Journal of Environmental Sciences-china | 2017
Ioanna Kalantzi; Kyriaki Mylona; Katerina Sofoulaki; Manolis Tsapakis; Spiros A. Pergantis
Arsenic speciation analysis was conducted on fish samples (sardine and anchovy) collected from six areas along the Greek coastline, i.e. Artemisium Straits, Thermaikos Gulf, Amvrakikos Gulf, Strymonian Gulf, Thracian Sea, and Elefsina Gulf. Total arsenic levels ranging from 11.8 to 62.6mg As/kg dry weight were determined. Arsenobetaine, a non-toxic form of arsenic, was found to be the main arsenic species, present at 8.6 to 58.8mg As/kg dry weight, accounting for 67-95% of the total arsenic.
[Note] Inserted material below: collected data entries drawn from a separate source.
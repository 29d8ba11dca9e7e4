//! 单轮计数追踪器
//!
//! 把连续的 (tick, timestamp) 采样转换为瞬时线速度，并处理计数器回绕。
//!
//! # 前置条件：半量程假设
//!
//! 回绕修正假设两次相邻采样之间真实的计数位移不超过计数器量程的一半
//! （`MAX_TICK / 2`，约 838 万个 tick）。也就是说采样频率必须足够高，
//! 使得 `最大轮速 × ticks_per_meter × 采样周期 < MAX_TICK / 2`。
//! 违反该条件时，正向大位移会被误判为反向位移，反之亦然。

use crate::types::{EncoderSample, MAX_TICK, Timestamp};
use std::time::Duration;
use tracing::{debug, trace};

/// 计算两次计数之间的有符号位移（已做回绕修正）
///
/// 最多修正一次回绕。
///
/// ```
/// use odom_engine::tracker::tick_delta;
/// use odom_engine::MAX_TICK;
///
/// assert_eq!(tick_delta(MAX_TICK, 0), 1);
/// assert_eq!(tick_delta(0, MAX_TICK), -1);
/// assert_eq!(tick_delta(10, 15), 5);
/// ```
pub fn tick_delta(previous: i64, current: i64) -> i64 {
    let raw = current - previous;
    if raw > MAX_TICK / 2 {
        raw - (MAX_TICK + 1)
    } else if raw < -MAX_TICK / 2 {
        raw + (MAX_TICK + 1)
    } else {
        raw
    }
}

/// 一次 `update` 的结果
#[derive(Debug, Clone, Copy, PartialEq)]
pub enum TrackerUpdate {
    /// 首个采样，只记录基准，不产生速度
    Primed,
    /// 计算出新的速度（m/s）
    Updated(f32),
    /// 时间差 `<= 0`（乱序或重复采样），状态保持不变
    Rejected,
}

/// 单轮状态快照（诊断用）
#[derive(Debug, Clone, Copy, PartialEq, Default)]
pub struct WheelSnapshot {
    /// 最近一次被接受的计数值（未收到采样时为 `None`）
    pub tick: Option<i64>,
    /// 最近一次被接受的采样时间
    pub timestamp: Option<Timestamp>,
    /// 最近一次计算出的速度
    pub speed: Option<f32>,
    /// 最近两次被接受的采样之间的间隔（采样周期）
    pub period: Option<Duration>,
    /// 累计行驶距离（米，有符号）
    pub distance_m: f64,
    /// 速度更新次数
    pub updates: u64,
}

/// 单轮追踪器
///
/// `has_sample` 与 `last_speed` 是两个独立的状态：0 是合法速度，
/// 不能用速度为 0 来表示"尚无数据"。
#[derive(Debug, Clone, Default)]
pub struct WheelTracker {
    last_tick: i64,
    last_timestamp: Timestamp,
    has_sample: bool,
    last_speed: Option<f32>,
    last_period: Option<Duration>,
    /// 每次速度更新 +1，用于判断是否有新数据
    updates: u64,
    /// 累计有符号位移（tick）
    travelled_ticks: i64,
}

impl WheelTracker {
    pub fn new() -> Self {
        Self::default()
    }

    /// 处理一个新采样
    ///
    /// `ticks_per_meter` 必须为正（由 `EngineConfig::validate` 保证）。
    pub fn update(&mut self, sample: EncoderSample, ticks_per_meter: f64) -> TrackerUpdate {
        if !self.has_sample {
            self.last_tick = sample.tick;
            self.last_timestamp = sample.timestamp;
            self.has_sample = true;
            trace!(tick = sample.tick, ts = %sample.timestamp, "tracker primed");
            return TrackerUpdate::Primed;
        }

        let elapsed = sample.timestamp.seconds_since(self.last_timestamp);
        if elapsed <= 0.0 {
            debug!(
                last = %self.last_timestamp,
                ts = %sample.timestamp,
                "rejecting encoder sample with non-positive elapsed time"
            );
            return TrackerUpdate::Rejected;
        }

        let delta = tick_delta(self.last_tick, sample.tick);
        let speed = (delta as f64 / (ticks_per_meter * elapsed)) as f32;

        self.last_period = Some(sample.timestamp.abs_diff(self.last_timestamp));
        self.last_tick = sample.tick;
        self.last_timestamp = sample.timestamp;
        self.last_speed = Some(speed);
        self.updates += 1;
        self.travelled_ticks += delta;

        TrackerUpdate::Updated(speed)
    }

    pub fn has_sample(&self) -> bool {
        self.has_sample
    }

    /// 最近一次速度（首个采样之后、第二个有效采样之前为 `None`）
    pub fn speed(&self) -> Option<f32> {
        self.last_speed
    }

    /// 最近一次采样周期（与 `speed` 同时可用）
    pub fn period(&self) -> Option<Duration> {
        self.last_period
    }

    pub fn last_tick(&self) -> Option<i64> {
        self.has_sample.then_some(self.last_tick)
    }

    pub fn last_timestamp(&self) -> Option<Timestamp> {
        self.has_sample.then_some(self.last_timestamp)
    }

    pub fn updates(&self) -> u64 {
        self.updates
    }

    pub fn snapshot(&self, ticks_per_meter: f64) -> WheelSnapshot {
        WheelSnapshot {
            tick: self.last_tick(),
            timestamp: self.last_timestamp(),
            speed: self.last_speed,
            period: self.last_period,
            distance_m: self.travelled_ticks as f64 / ticks_per_meter,
            updates: self.updates,
        }
    }
}

#[cfg(test)]
mod tests {
    use super::*;
    use proptest::prelude::*;

    const TPM: f64 = 300.0;

    fn sample(tick: i64, secs: u32, nsecs: u32) -> EncoderSample {
        EncoderSample::new(tick, Timestamp::new(secs, nsecs))
    }

    fn is_same_float(a: f32, b: f32) -> bool {
        (a - b).abs() < 1e-6
    }

    #[test]
    fn test_first_sample_only_primes() {
        let mut tracker = WheelTracker::new();
        assert_eq!(tracker.update(sample(5, 0, 0), TPM), TrackerUpdate::Primed);
        assert!(tracker.has_sample());
        assert_eq!(tracker.speed(), None);
        assert_eq!(tracker.updates(), 0);
    }

    #[test]
    fn test_linear_speed() {
        let mut tracker = WheelTracker::new();
        tracker.update(sample(0, 0, 0), TPM);
        for i in 1..10 {
            match tracker.update(sample(i, i as u32, 0), TPM) {
                TrackerUpdate::Updated(speed) => assert!(is_same_float(speed, 1.0 / 300.0)),
                other => panic!("unexpected {:?}", other),
            }
        }
        assert_eq!(tracker.updates(), 9);
    }

    #[test]
    fn test_zero_speed_is_a_real_speed() {
        let mut tracker = WheelTracker::new();
        tracker.update(sample(100, 0, 0), TPM);
        assert_eq!(tracker.update(sample(100, 1, 0), TPM), TrackerUpdate::Updated(0.0));
        assert_eq!(tracker.speed(), Some(0.0));
    }

    #[test]
    fn test_wraparound_forward() {
        let mut tracker = WheelTracker::new();
        let ticks = [MAX_TICK - 1, MAX_TICK, 0, 1];
        tracker.update(sample(ticks[0], 0, 0), TPM);
        for (i, &tick) in ticks.iter().enumerate().skip(1) {
            let update = tracker.update(sample(tick, i as u32, 0), TPM);
            assert_eq!(update, TrackerUpdate::Updated((1.0 / TPM) as f32));
        }
    }

    #[test]
    fn test_wraparound_backward() {
        let mut tracker = WheelTracker::new();
        let ticks = [1, 0, MAX_TICK, MAX_TICK - 1];
        tracker.update(sample(ticks[0], 0, 0), TPM);
        for (i, &tick) in ticks.iter().enumerate().skip(1) {
            let update = tracker.update(sample(tick, i as u32, 0), TPM);
            assert_eq!(update, TrackerUpdate::Updated((-1.0 / TPM) as f32));
        }
    }

    #[test]
    fn test_fractional_elapsed() {
        // 0.5s 周期，不能被截断为 0 秒
        let mut tracker = WheelTracker::new();
        tracker.update(sample(0, 1, 0), TPM);
        match tracker.update(sample(3, 1, 500_000_000), TPM) {
            TrackerUpdate::Updated(speed) => assert!(is_same_float(speed, 3.0 / 150.0)),
            other => panic!("unexpected {:?}", other),
        }

        // 2.5s 周期，不能被截断为 2 秒
        let update = tracker.update(sample(10, 4, 0), TPM);
        match update {
            TrackerUpdate::Updated(speed) => {
                assert!(is_same_float(speed, 7.0 / 300.0 / 2.5));
            },
            other => panic!("unexpected {:?}", other),
        }
    }

    #[test]
    fn test_non_positive_elapsed_rejected_without_state_change() {
        let mut tracker = WheelTracker::new();
        tracker.update(sample(0, 1, 0), TPM);
        tracker.update(sample(3, 2, 0), TPM);
        let before = tracker.snapshot(TPM);

        // 重复时间戳
        assert_eq!(tracker.update(sample(9, 2, 0), TPM), TrackerUpdate::Rejected);
        // 乱序
        assert_eq!(tracker.update(sample(9, 1, 500), TPM), TrackerUpdate::Rejected);

        assert_eq!(tracker.snapshot(TPM), before);

        // 后续正常采样基于未被修改的基准计算
        let update = tracker.update(sample(6, 3, 0), TPM);
        assert_eq!(update, TrackerUpdate::Updated((3.0 / TPM) as f32));
    }

    #[test]
    fn test_snapshot_distance() {
        let mut tracker = WheelTracker::new();
        tracker.update(sample(MAX_TICK - 149, 0, 0), TPM);
        tracker.update(sample(0, 1, 0), TPM); // +150
        tracker.update(sample(150, 2, 0), TPM); // +150
        let snapshot = tracker.snapshot(TPM);
        assert!((snapshot.distance_m - 1.0).abs() < 1e-9);
        assert_eq!(snapshot.tick, Some(150));
        assert_eq!(snapshot.updates, 2);
    }

    #[test]
    fn test_period_follows_accepted_samples() {
        let mut tracker = WheelTracker::new();
        tracker.update(sample(0, 0, 0), TPM);
        assert_eq!(tracker.period(), None);

        tracker.update(sample(3, 2, 500_000_000), TPM);
        assert_eq!(tracker.period(), Some(Duration::from_millis(2500)));

        // 被拒绝的采样不改变周期
        tracker.update(sample(4, 1, 0), TPM);
        assert_eq!(tracker.period(), Some(Duration::from_millis(2500)));

        tracker.update(sample(5, 3, 0), TPM);
        assert_eq!(tracker.snapshot(TPM).period, Some(Duration::from_millis(500)));
    }

    proptest! {
        /// 在半量程内的任意位移，经回绕后都能被准确恢复
        #[test]
        fn prop_tick_delta_recovers_displacement(
            start in 0..=MAX_TICK,
            displacement in -(MAX_TICK / 2)..=(MAX_TICK / 2),
        ) {
            let end = (start + displacement).rem_euclid(MAX_TICK + 1);
            prop_assert_eq!(tick_delta(start, end), displacement);
        }
    }
}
Also detected in all fish samples was dimethylarsinic acid, although at considerably lower concentrations, ranging from 0.072-0.956mg As/kg dry weight. Monomethylarsonic acid was detected at low levels in all anchovy samples, and only in sardines from one area. Finally, inorganic arsenic in the form of arsenate was detected only in fish at one area, indicating the possible effect of an environmental parameter on its presence at detectable amounts. Statistical analysis revealed the environmental variables, such as salinity, total organic carbon and nitrogen, ammonium, phosphate, total phosphorus, dissolved oxygen and pressure index, are potentially correlated to As species concentrations. Furthermore, based on factor analysis, the biological parameters, such as fish weight, lipids, protein and ash content, that are correlated to As species concentrations of fish were also identified. The interrelationship of arsenobetaine and dimethylarsinic acid concentrations within each fish species was evaluated.